For visualization our accuracy have been overlay the result of NOAA rectification with the vector and DEM dataset.  We can see, we get fact that somewhere NOAA image cannot accurate with the data referenced (vector and DEM dataset).  When rectification NOAA image have been stretching from original dataset.  The rectification dataset allow earth parabola.  Refer from it, we can make the result, if we make small area of NOAA image to rectification maybe we will get more accuracy than if we use large area.  About it, can see from dataset overlay, on the center NOAA image have more accurate that another place or path with the DEM or vector dataset.  Figure as shown this fact.

 

 

Calibrated and converted the channel value

            Including in data preparation is calibrated and converted digital number of image data satellite to radiance.  We need calibrated it, in order to can calculated the temperature and NDVI.  The image after import has the pixel value type is digital number (DN).  It number present distribution color on the image only.  Otherwise, it is integer number and has number of bits or pixel is 16 bit.  We know that DN represents how bright something seems to the sensor.

            Temperature and NDVI can calculate if we know about distribution of reflectance energy.  Temperature can be get with converted energy value to temperature dataset.  Theory in physic, temperatures represent the heat or energy a object, so that one of all equation will be use to converted energy value to temperature is Plank’s radiation equation.  We also know that the radiance wavelength is energy parcel and it call photon.  Actually the object on the surface will be absorb, transmission and reflectance coming energy and then satellite sensor will receive reflectance energy.  When we do image processing, we have been changing reflectance energy to DN value, so that we need convert this value again to get energy value.  NDVI also as same as with temperature calculate.  The visible red and infrared wave that reflectance by vegetation actually is energy. 

            Energy coming on the object have characteristic about slope and intercept value.  Each of channel have own value, it will use calibrated and converted to get radiance value.  Then using radiance value, can calculate the NDVI or temperature.  We also application for another using like as VI (Vegetation Index) and Cloud density.

 

Temperature information from NOAA satellite  

            Using radiance value we can get the temperature value.  In this assignment we have been combine the temperature data and DEM dataset.  This combination has objective to understanding the relations between temperature and elevation.  Refer from climatology theory; temperature is one of all meteorology elements.  It value influence by another element and climate factors.  One of all climate factors is altitude or elevation and other is geo position (latitude and longitude), distribution of continental and season.  Actually, temperature in tropical area influence by climate factors is elevation from sea surface.

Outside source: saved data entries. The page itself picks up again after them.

//! Conflict detection between two sessions attended by the same child.

use crate::session::Session;

/// Travel-and-transition allowance between two sessions on the same day.
pub const DEFAULT_BUFFER_MINUTES: u32 = 120;

/// Inclusive date ranges share at least one calendar day.
pub fn dates_overlap(a: &Session, b: &Session) -> bool {
    a.end_date >= b.start_date && b.end_date >= a.start_date
}

/// Two sessions conflict when their dates overlap, they share a weekday and
/// their clock windows come within `buffer_minutes` of each other.
///
/// Unspecified weekdays or clock windows count as overlapping.
pub fn sessions_conflict(a: &Session, b: &Session, buffer_minutes: u32) -> bool {
    dates_overlap(a, b)
        && a.weekdays.overlaps(b.weekdays)
        && a.clock.within_buffer(b.clock, buffer_minutes)
}

#[cfg(test)]
mod tests {
    use super::*;
    use crate::types::{ActivityName, AgeBounds, ClockWindow, SessionId, WeekdaySet};
    use chrono::NaiveDate;
    use std::collections::BTreeMap;

    fn session(start: (u32, u32), end: (u32, u32), days: &[&str], clock: (u32, u32)) -> Session {
        Session {
            id: SessionId(0),
            activity: ActivityName::new("Any").unwrap(),
            start_date: NaiveDate::from_ymd_opt(2025, start.0, start.1).unwrap(),
            end_date: NaiveDate::from_ymd_opt(2025, end.0, end.1).unwrap(),
            weekdays: WeekdaySet::parse(days).unwrap(),
            clock: ClockWindow::new(clock.0, clock.1).unwrap(),
            ages: AgeBounds::UNBOUNDED,
            availability: String::new(),
            page_url: String::new(),
            interested: BTreeMap::new(),
        }
    }

    const WEEKDAYS: &[&str] = &["Mon", "Tue", "Wed", "Thu", "Fri"];

    #[test]
    fn test_buffer_enforces_separation() {
        let morning = session((7, 7), (7, 11), WEEKDAYS, (540, 720));
        let lunch = session((7, 7), (7, 11), WEEKDAYS, (780, 840));
        let afternoon = session((7, 7), (7, 11), WEEKDAYS, (840, 960));

        assert!(sessions_conflict(&morning, &lunch, DEFAULT_BUFFER_MINUTES));
        assert!(!sessions_conflict(&morning, &afternoon, DEFAULT_BUFFER_MINUTES));
        assert!(!sessions_conflict(&morning, &lunch, 0));
    }

    #[test]
    fn test_disjoint_dates_never_conflict() {
        let first_week = session((7, 7), (7, 11), WEEKDAYS, (540, 720));
        let second_week = session((7, 14), (7, 18), WEEKDAYS, (540, 720));
        assert!(!sessions_conflict(&first_week, &second_week, DEFAULT_BUFFER_MINUTES));
    }

    #[test]
    fn test_touching_dates_overlap() {
        let first = session((7, 7), (7, 11), WEEKDAYS, (540, 720));
        let second = session((7, 11), (7, 15), WEEKDAYS, (540, 720));
        assert!(dates_overlap(&first, &second));
        assert!(sessions_conflict(&first, &second, DEFAULT_BUFFER_MINUTES));
    }

    #[test]
    fn test_disjoint_weekdays_never_conflict() {
        let mon_wed = session((7, 7), (8, 29), &["Mon", "Wed"], (540, 720));
        let tue_thu = session((7, 7), (8, 29), &["Tue", "Thu"], (540, 720));
        assert!(!sessions_conflict(&mon_wed, &tue_thu, DEFAULT_BUFFER_MINUTES));
    }

    #[test]
    fn test_unspecified_weekdays_conflict_with_overlapping_dates() {
        let unspecified = session((7, 7), (7, 11), &[], (540, 720));
        let saturday = session((7, 5), (7, 12), &["Sat"], (600, 660));
        assert!(sessions_conflict(&unspecified, &saturday, DEFAULT_BUFFER_MINUTES));
    }

    #[test]
    fn test_unspecified_clock_forces_conflict() {
        let no_clock = session((7, 7), (7, 11), WEEKDAYS, (0, 0));
        let evening = session((7, 7), (7, 11), WEEKDAYS, (1200, 1260));
        assert!(sessions_conflict(&no_clock, &evening, DEFAULT_BUFFER_MINUTES));
    }

    #[test]
    fn test_predicate_is_symmetric_and_reflexive() {
        let a = session((7, 7), (7, 11), WEEKDAYS, (540, 720));
        let b = session((7, 9), (7, 20), &["Wed"], (700, 800));
        assert_eq!(
            sessions_conflict(&a, &b, DEFAULT_BUFFER_MINUTES),
            sessions_conflict(&b, &a, DEFAULT_BUFFER_MINUTES)
        );
        assert!(sessions_conflict(&a, &a, DEFAULT_BUFFER_MINUTES));
    }
}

            Relation between temperature and elevation can explain with DALR theory.  DALR is dry adiabatic lapse rate and only use in Troposphere level.  If elevation increases 100 meters, temperature will decrease 0.6°C.  Otherwise, other theory about it also can use to explanation.  Refer from result temperature calculation based on DEM and NOAA temperature dataset; we can see that if elevation increases will decrease temperature.  Using rainbow colors table of layer, the high temperature represent red color and low temperature blue color.

            Problem when we calculate temperature is cloud coverage.  Density of cloud will influence the value will be getting.  Thin or bold cloud coverage will cause disturbing radiance reflectance from surface.  Actually if atmosphere on the image not clearly will reduction the temperature value.

Temperature information often use in natural resources activity.  For example, fisheries subject use sea surface temperature (SST) to analysis where the location has much fish.  Using it information, can predict sea current and the result we also analysis fish population will be getting.  Other use is fire forest monitoring.  Temperature anomaly will be use to predict hot spot.  It is points that have high temperature possible causing fire or initialization assign of fire.  Like as describing in chapter 2, sea surface temperature useful to predict atmosphere dynamic especially El Nino and La Nina phenomena.  SST influences the air pressure on above it and how much the water vapor will be raising, then it conditions will influence the atmosphere dynamic as rain and dry season.

 

Normalized Difference Vegetation Index (VDVI)  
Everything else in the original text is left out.